Ustj-Luga ist als Öl-, Kohle-, Holz-,
Düngemittel- und Aluminium-Hafen vorgesehen, aber auch als
Verladestelle für abgebrannten Nuklearbrennstoff aus dem
Westen, den Russland wiederaufbereiten und endlagern will. Wieviel
von den insgesamt 20.000 Tonnen, die bis 2010 importiert werden
sollen, auf Ustj-Luga entfallen, ist nicht bekannt. Die
Umweltschützer am Finnischen Meerbusen schlagen Alarm, zumal
das strahlende Material auch noch ins Landesinnere transportiert
werden muss. Überdies unterstützt das Ministerium
für Wirtschaftsentwicklung die Idee, im künftigen
Großhafen Ustj-Luga eine Freihandelszone zu errichten, die
eine Fährverbindung nach Baltijsk (Pillau) im Gebiet
Kaliningrad erhalten soll.

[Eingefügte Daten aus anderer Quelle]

//! Account registration and login.

use actix_web::{HttpResponse, web};

use blogicum_core::domain::NewUser;
use blogicum_core::forms::{self, RegistrationInput};
use blogicum_core::ports::AuthError;
use blogicum_shared::dto::{AuthResponse, LoginRequest, RegisterUserRequest};

use crate::middleware::error::{AppError, AppResult};
use crate::state::AppState;
use crate::views;

/// POST /auth/registration/
pub async fn register(
    state: web::Data<AppState>,
    body: web::Json<RegisterUserRequest>,
) -> AppResult<HttpResponse> {
    let req = body.into_inner();
    let input = RegistrationInput {
        username: req.username.trim().to_string(),
        email: req.email.trim().to_string(),
        password: req.password,
    };

    forms::validate_registration(&input).map_err(AppError::Validation)?;

    let users = &state.blog.repositories().users;
    if users.find_by_username(&input.username).await?.is_some() {
        return Err(AppError::Conflict(
            "A user with that username already exists.".to_string(),
        ));
    }

    let password_hash = state.passwords.hash(&input.password)?;
    let user = users
        .create(NewUser {
            username: input.username,
            email: input.email,
            password_hash,
        })
        .await?;

    tracing::info!(user_id = user.id, username = %user.username, "User registered");

    let token = state.tokens.generate_token(user.id, &user.username)?;
    Ok(HttpResponse::Created().json(AuthResponse::bearer(
        token,
        state.tokens.expiration_seconds().max(0) as u64,
        views::user(&user),
    )))
}

/// POST /auth/login/
pub async fn login(
    state: web::Data<AppState>,
    body: web::Json<LoginRequest>,
) -> AppResult<HttpResponse> {
    let req = body.into_inner();

    let user = state
        .blog
        .repositories()
        .users
        .find_by_username(req.username.trim())
        .await?
        .ok_or(AuthError::InvalidCredentials)?;

    if !state.passwords.verify(&req.password, &user.password_hash)? {
        tracing::debug!(username = %user.username, "Login refused");
        return Err(AuthError::InvalidCredentials.into());
    }

    let token = state.tokens.generate_token(user.id, &user.username)?;
    Ok(HttpResponse::Ok().json(AuthResponse::bearer(
        token,
        state.tokens.expiration_seconds().max(0) as u64,
        views::user(&user),
    )))
}
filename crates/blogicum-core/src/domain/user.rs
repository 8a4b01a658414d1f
use chrono::{DateTime, Utc};
use serde::{Deserialize, Serialize};

/// User entity - represents a registered author or commenter.
#[derive(Debug, Clone, Serialize, Deserialize)]
pub struct User {
    pub id: i64,
    pub username: String,
    pub email: String,
    pub first_name: String,
    pub last_name: String,
    pub password_hash: String,
    pub date_joined: DateTime<Utc>,
}

impl User {
    /// The authenticated identity of this user.
    pub fn actor(&self) -> Actor {
        Actor {
            user_id: self.id,
            username: self.username.clone(),
        }
    }
}

/// Data required to register a user; the store assigns the id.
#[derive(Debug, Clone)]
pub struct NewUser {
    pub username: String,
    pub email: String,
    pub password_hash: String,
}

/// Public view of a user as attached to posts and comments.
#[derive(Debug, Clone, PartialEq, Eq, Serialize, Deserialize)]
pub struct UserRef {
    pub id: i64,
    pub username: String,
}

impl From<&User> for UserRef {
    fn from(user: &User) -> Self {
        Self {
            id: user.id,
            username: user.username.clone(),
        }
    }
}

/// The identity a request acts as.
///
/// Passed explicitly into every service call that needs to know who is
/// asking; there is no ambient "current user".
#[derive(Debug, Clone, PartialEq, Eq)]
pub struct Actor {
    pub user_id: i64,
    pub username: String,
}

impl Actor {
    pub fn new(user_id: i64, username: impl Into<String>) -> Self {
        Self {
            user_id,
            username: username.into(),
        }
    }

    /// Whether this actor authored the resource owned by `author_id`.
    pub fn owns(&self, author_id: i64) -> bool {
        self.user_id == author_id
    }
}
//! Ports - trait definitions for external dependencies.
//! These are the "interfaces" that infrastructure must implement.

mod auth;
mod repository;

pub use auth::{AuthError, PasswordService, TokenClaims, TokenService};
pub use repository::{
    BaseRepository, CategoryRepository, CommentRepository, LocationRepository, PostRepository,
    UserRepository,
};
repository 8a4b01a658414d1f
//! Category entity for SeaORM.

use sea_orm::Set;
use sea_orm::entity::prelude::*;

#[derive(Clone, Debug, PartialEq, Eq, DeriveEntityModel)]
#[sea_orm(table_name = "categories")]
pub struct Model {
    #[sea_orm(primary_key)]
    pub id: i64,
    pub title: String,
    #[sea_orm(column_type = "Text")]
    pub description: String,
    #[sea_orm(unique)]
    pub slug: String,
    pub is_published: bool,
    pub created_at: DateTimeWithTimeZone,
}

#[derive(Copy, Clone, Debug, EnumIter, DeriveRelation)]
pub enum Relation {
    #[sea_orm(has_many = "super::post::Entity")]
    Post,
}

impl Related<super::post::Entity> for Entity {
    fn to() -> RelationDef {
        Relation::Post.def()
    }
}

impl ActiveModelBehavior for ActiveModel {}

impl From<Model> for blogicum_core::domain::Category {
    fn from(model: Model) -> Self {
        Self {
            id: model.id,
            title: model.title,
            description: model.description,
            slug: model.slug,
            is_published: model.is_published,
            created_at: model.created_at.into(),
        }
    }
}

impl From<blogicum_core::domain::Category> for ActiveModel {
    fn from(category: blogicum_core::domain::Category) -> Self {
        Self {
            id: Set(category.id),
            title: Set(category.title),
            description: Set(category.description),
            slug: Set(category.slug),
            is_published: Set(category.is_published),
            created_at: Set(category.created_at.into()),
        }
    }
}
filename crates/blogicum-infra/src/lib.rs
//! # Blogicum Infrastructure
//!
//! Concrete implementations of the ports defined in `blogicum-core`.
//! This crate contains the PostgreSQL store, the in-memory store and the
//! authentication services.
//!
//! ## Feature Flags
//!
//! - `full` (default) - All features enabled
//! - `minimal` - No external dependencies, in-memory store only
//! - `postgres` - PostgreSQL database support via SeaORM
//! - `auth` - JWT + Argon2 authentication

pub mod database;
pub mod memory;

#[cfg(feature = "auth")]
pub mod auth;

// Re-exports - In-Memory
pub use memory::InMemoryBlogStore;

#[cfg(feature = "postgres")]
pub use database::DatabaseConnections;

#[cfg(feature = "auth")]
pub use auth::{Argon2PasswordService, JwtConfig, JwtTokenService};
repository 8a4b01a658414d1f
//! Health check endpoint.

use actix_web::HttpResponse;
use serde::Serialize;

#[derive(Serialize)]
pub struct HealthResponse {
    pub status: &'static str,
    pub version: &'static str,
    pub timestamp: String,
}

/// GET /health
pub async fn health_check() -> HttpResponse {
    HttpResponse::Ok().json(HealthResponse {
        status: "ok",
        version: env!("CARGO_PKG_VERSION"),
        timestamp: chrono::Utc::now().to_rfc3339(),
    })
}
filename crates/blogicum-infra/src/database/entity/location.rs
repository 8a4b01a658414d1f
//! Location entity for SeaORM.

use sea_orm::Set;
use sea_orm::entity::prelude::*;

#[derive(Clone, Debug, PartialEq, Eq, DeriveEntityModel)]
#[sea_orm(table_name = "locations")]
pub struct Model {
    #[sea_orm(primary_key)]
    pub id: i64,
    pub name: String,
    pub is_published: bool,
    pub created_at: DateTimeWithTimeZone,
}

#[derive(Copy, Clone, Debug, EnumIter, DeriveRelation)]
pub enum Relation {
    #[sea_orm(has_many = "super::post::Entity")]
    Post,
}

impl Related<super::post::Entity> for Entity {
    fn to() -> RelationDef {
        Relation::Post.def()
    }
}

impl ActiveModelBehavior for ActiveModel {}

impl From<Model> for blogicum_core::domain::Location {
    fn from(model: Model) -> Self {
        Self {
            id: model.id,
            name: model.name,
            is_published: model.is_published,
            created_at: model.created_at.into(),
        }
    }
}

impl From<blogicum_core::domain::Location> for ActiveModel {
    fn from(location: blogicum_core::domain::Location) -> Self {
        Self {
            id: Set(location.id),
            name: Set(location.name),
            is_published: Set(location.is_published),
            created_at: Set(location.created_at.into()),
        }
    }
}
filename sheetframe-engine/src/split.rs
use sheetframe_core::geometry::Point;
use sheetframe_core::model::{Frame, FrameId, SheetId, SheetInfo};
use tracing::{info, warn};

use crate::errors::EngineError;
use crate::grouping::{Group, group_items_by_frames_with_tolerance};
use crate::host::SheetHost;
use crate::naming::{unique_name, unique_number};
use crate::relocation::{RelocationOptions, RelocationOutcome, relocate_group};

#[derive(Debug, Clone, Copy, PartialEq, Default)]
pub struct SplitOptions {
    pub relocation: RelocationOptions,
    /// 分组时的相交容差（图纸单位）。
    pub tolerance: f64,
}

/// 拆分出的一张新图纸。
#[derive(Debug, Clone, PartialEq)]
pub struct SheetSplit {
    pub source_frame: FrameId,
    pub sheet: SheetInfo,
    pub frame: Frame,
    pub outcomes: Vec<RelocationOutcome>,
}

#[derive(Debug, Clone, PartialEq, Default)]
pub struct SplitReport {
    /// 留在原图纸上的第一组。
    pub kept: Option<Group>,
    pub created: Vec<SheetSplit>,
}

impl SplitReport {
    pub fn outcomes(&self) -> impl Iterator<Item = &RelocationOutcome> {
        self.created.iter().flat_map(|split| split.outcomes.iter())
    }

    pub fn relocated_count(&self) -> usize {
        self.outcomes().filter(|outcome| outcome.is_ok()).count()
    }

    pub fn failed_count(&self) -> usize {
        self.outcomes().filter(|outcome| !outcome.is_ok()).count()
    }

    pub fn total(&self) -> usize {
        self.outcomes().count()
    }
}

/// 把一张含多个图框的图纸拆成每个图框一张。
///
/// 第一组保留在原图纸；其余每组新建一张图纸（名称与编号按原图纸消歧），
/// 在原点放置同规格图框并迁移组内视口，最后删除被取代的原图框。
/// 创建图纸或图框失败时返回错误，由调用方回滚。
pub fn split_sheet<H>(
    host: &mut H,
    sheet: SheetId,
    options: &SplitOptions,
) -> Result<SplitReport, EngineError>
where
    H: SheetHost + ?Sized,
{
    let source = host
        .sheet_info(sheet)
        .ok_or(EngineError::SheetNotFound(sheet.get()))?;
    let frames = host.frames_on_sheet(sheet);
    let items = host.items_on_sheet(sheet);
    let mut groups =
        group_items_by_frames_with_tolerance(&frames, &items, options.tolerance).into_iter();

    let mut report = SplitReport {
        kept: groups.next(),
        created: Vec::new(),
    };

    for group in groups {
        let source_anchor = group
            .frame
            .anchor
            .ok_or(EngineError::FrameWithoutAnchor(group.frame.id.get()))?;
        let name = unique_name(&source.name, &host.existing_sheet_names());
        let number = unique_number(&source.number, &host.existing_sheet_numbers());
        let new_sheet = host.create_sheet(&name, &number)?;

        let anchor = if options.relocation.anchor_to_target {
            source_anchor
        } else {
            Point::ORIGIN
        };
        let frame = host.place_frame(&group.frame, new_sheet, anchor)?;
        let outcomes = relocate_group(host, &group, &frame, options.relocation);
        host.delete_frame(group.frame.id)?;

        let failed = outcomes.iter().filter(|outcome| !outcome.is_ok()).count();
        if failed > 0 {
            warn!(sheet = %name, failed, "部分视口未能迁移到新图纸");
        }
        info!(
            sheet = %name,
            number = %number,
            items = outcomes.len(),
            "已拆分出新图纸"
        );

        report.created.push(SheetSplit {
            source_frame: group.frame.id,
            sheet: SheetInfo {
                id: new_sheet,
                name,
                number,
            },
            frame,
            outcomes,
        });
    }

    Ok(report)
}
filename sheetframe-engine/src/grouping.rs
use sheetframe_core::geometry::{Outline, center_inside, intersects};
use sheetframe_core::model::{Frame, Item};
use tracing::debug;

use crate::frame::resolve_frame_outline;

/// 一个图框及其在空间上拥有的视口（保持输入顺序）。
#[derive(Debug, Clone, PartialEq)]
pub struct Group {
    pub frame: Frame,
    pub outline: Outline,
    pub items: Vec<Item>,
}

impl Group {
    #[inline]
    pub fn is_empty(&self) -> bool {
        self.items.is_empty()
    }
}

pub fn group_items_by_frames(frames: &[Frame], items: &[Item]) -> Vec<Group> {
    group_items_by_frames_with_tolerance(frames, items, 0.0)
}

/// 按图框对视口分组：视口与图框范围相交或其中心落在图框内即归属该图框。
///
/// 按图框输入顺序扫描，第一个命中的图框获胜；图框重叠时结果依赖顺序。
/// 不匹配任何图框的视口被静默丢弃，没有锚点的图框不参与分组。
pub fn group_items_by_frames_with_tolerance(
    frames: &[Frame],
    items: &[Item],
    tolerance: f64,
) -> Vec<Group> {
    let mut groups: Vec<Group> = frames
        .iter()
        .filter_map(|frame| {
            let outline = resolve_frame_outline(frame)?;
            Some(Group {
                frame: frame.clone(),
                outline,
                items: Vec::new(),
            })
        })
        .collect();

    let mut dropped = 0usize;
    for item in items {
        let owner = groups.iter_mut().find(|group| {
            intersects(&item.outline, &group.outline, tolerance)
                || center_inside(&item.outline, &group.outline)
        });
        match owner {
            Some(group) => group.items.push(item.clone()),
            None => dropped += 1,
        }
    }

    debug!(
        frames = frames.len(),
        groups = groups.len(),
        items = items.len(),
        dropped,
        "视口分组完成"
    );
    groups
}

#[cfg(test)]
mod tests {
    use sheetframe_core::geometry::Point;
    use sheetframe_core::model::{FrameId, PlacementId, SheetId, ViewId};

    use super::*;

    fn frame(id: u64, anchor: Option<Point>, width: f64, height: f64) -> Frame {
        Frame {
            id: FrameId::new(id),
            sheet: SheetId::new(0),
            anchor,
            width,
            height,
            rotation: 0.0,
            family: String::new(),
        }
    }

    fn item(id: u64, center: Point, width: f64, height: f64) -> Item {
        Item {
            placement: PlacementId::new(id),
            view: ViewId::new(id + 100),
            sheet: SheetId::new(0),
            outline: Outline::from_center(center, width, height),
            label_outline: None,
            style: None,
        }
    }

    fn ids(group: &Group) -> Vec<u64> {
        group.items.iter().map(|item| item.placement.get()).collect()
    }

    #[test]
    fn items_go_to_the_frame_that_contains_them() {
        let left = frame(1, Some(Point::planar(10.0, 0.0)), 10.0, 8.0);
        let right = frame(2, Some(Point::planar(25.0, 0.0)), 10.0, 8.0);
        let items = [
            item(1, Point::planar(5.0, 4.0), 2.0, 2.0),
            item(2, Point::planar(20.0, 4.0), 2.0, 2.0),
            item(3, Point::planar(3.0, 2.0), 1.0, 1.0),
            item(4, Point::planar(100.0, 100.0), 1.0, 1.0),
        ];

        for frames in [[left.clone(), right.clone()], [right.clone(), left.clone()]] {
            let groups = group_items_by_frames(&frames, &items);
            assert_eq!(groups.len(), 2);
            let by_id = |id: u64| {
                groups
                    .iter()
                    .find(|group| group.frame.id.get() == id)
                    .expect("group")
            };
            assert_eq!(ids(by_id(1)), vec![1, 3]);
            assert_eq!(ids(by_id(2)), vec![2]);
        }
    }

    #[test]
    fn overlapping_frames_are_first_match_wins() {
        let a = frame(1, Some(Point::planar(10.0, 0.0)), 10.0, 10.0);
        let b = frame(2, Some(Point::planar(15.0, 0.0)), 10.0, 10.0);
        let shared = [item(7, Point::planar(7.5, 5.0), 1.0, 1.0)];

        let groups = group_items_by_frames(&[a.clone(), b.clone()], &shared);
        assert_eq!(groups[0].frame.id, a.id);
        assert_eq!(ids(&groups[0]), vec![7]);
        assert!(groups[1].is_empty());

        let groups = group_items_by_frames(&[b.clone(), a.clone()], &shared);
        assert_eq!(groups[0].frame.id, b.id);
        assert_eq!(ids(&groups[0]), vec![7]);
        assert!(groups[1].is_empty());
    }

    #[test]
    fn grouping_is_idempotent_and_skips_unanchored_frames() {
        let frames = [
            frame(1, None, 10.0, 10.0),
            frame(2, Some(Point::planar(10.0, 0.0)), 10.0, 10.0),
        ];
        let items = [
            item(1, Point::planar(2.0, 2.0), 1.0, 1.0),
            item(2, Point::planar(8.0, 8.0), 1.0, 1.0),
        ];
        let first = group_items_by_frames(&frames, &items);
        let second = group_items_by_frames(&frames, &items);
        assert_eq!(first, second);
        assert_eq!(first.len(), 1);
        assert_eq!(first[0].frame.id.get(), 2);
        assert_eq!(ids(&first[0]), vec![1, 2]);
    }

    #[test]
    fn tolerance_widens_matching() {
        let frames = [frame(1, Some(Point::planar(10.0, 0.0)), 10.0, 10.0)];
        let near = [item(1, Point::planar(11.0, 5.0), 1.0, 1.0)];
        assert!(group_items_by_frames(&frames, &near)[0].is_empty());
        let groups = group_items_by_frames_with_tolerance(&frames, &near, 0.5);
        assert_eq!(ids(&groups[0]), vec![1]);
    }

    #[test]
    fn empty_inputs_give_empty_groups() {
        assert!(group_items_by_frames(&[], &[]).is_empty());
        let frames = [frame(1, Some(Point::ORIGIN), 1.0, 1.0)];
        let groups = group_items_by_frames(&frames, &[]);
        assert_eq!(groups.len(), 1);
        assert!(groups[0].is_empty());
    }
}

Ustj-Luga aber liegt unmittelbar neben
der Kurgal-Halbinsel, die unter dem Schutz der Ramsar-Konvention
steht.
Auch auf der Karelischen Landenge im Norden
Petersburgs nehmen die mächtigen Ölgesellschaften auf die
Natur nur wenig Rücksicht, obwohl die Landenge die wichtigste
Erholungszone für die 4,5 Millionen-Metropole ist. "Die Stadt
kann nicht als Steinwüste leben", sagt der Physiker Alexander
Sutjagin, der in Petersburg für die "Grüne Welt" arbeitet
und gelegentlich für die "Bellona"-Zeitschrift "Recht und
Ökologie" schreibt. "Sie muss Grünzonen haben, in denen
ihre Bewohner sich erholen können. Warum werden
ölverarbeitende Fabriken und Terminals ausgerechnet in einer
Erholungszone errichtet? Wer fährt zur Erholung an einen Ort,
wo eine Fabrik gebaut wird?"
Doch die beiden neuen Ölhäfen
Primorsk und Wysozk, die auch direkt neben einem
Ramsar-geschützten Territorium und einem Naturschutzgebiet
gebaut wurden, sollen noch erweitert werden, denn Russland verdient
gut am Öl. Das Baltische Pipelinesystem BTS der Staatsfirma
Transneftj, die das schwarze Gold aus Westsibirien an die Ostsee
transportiert, wurde statt in vier in nur anderthalb Jahren gebaut,
knapp an St. Petersburg und am Ufer des Ladoga-Sees vorbei
geführt und mitten durch Natur-Reservate gelegt. "Man kann
nicht sagen, dass schlecht gebaut wurde, aber auch nicht, dass gut
gebaut wurde", sagt Alexander Sutjagin, der den Bau beobachtet hat.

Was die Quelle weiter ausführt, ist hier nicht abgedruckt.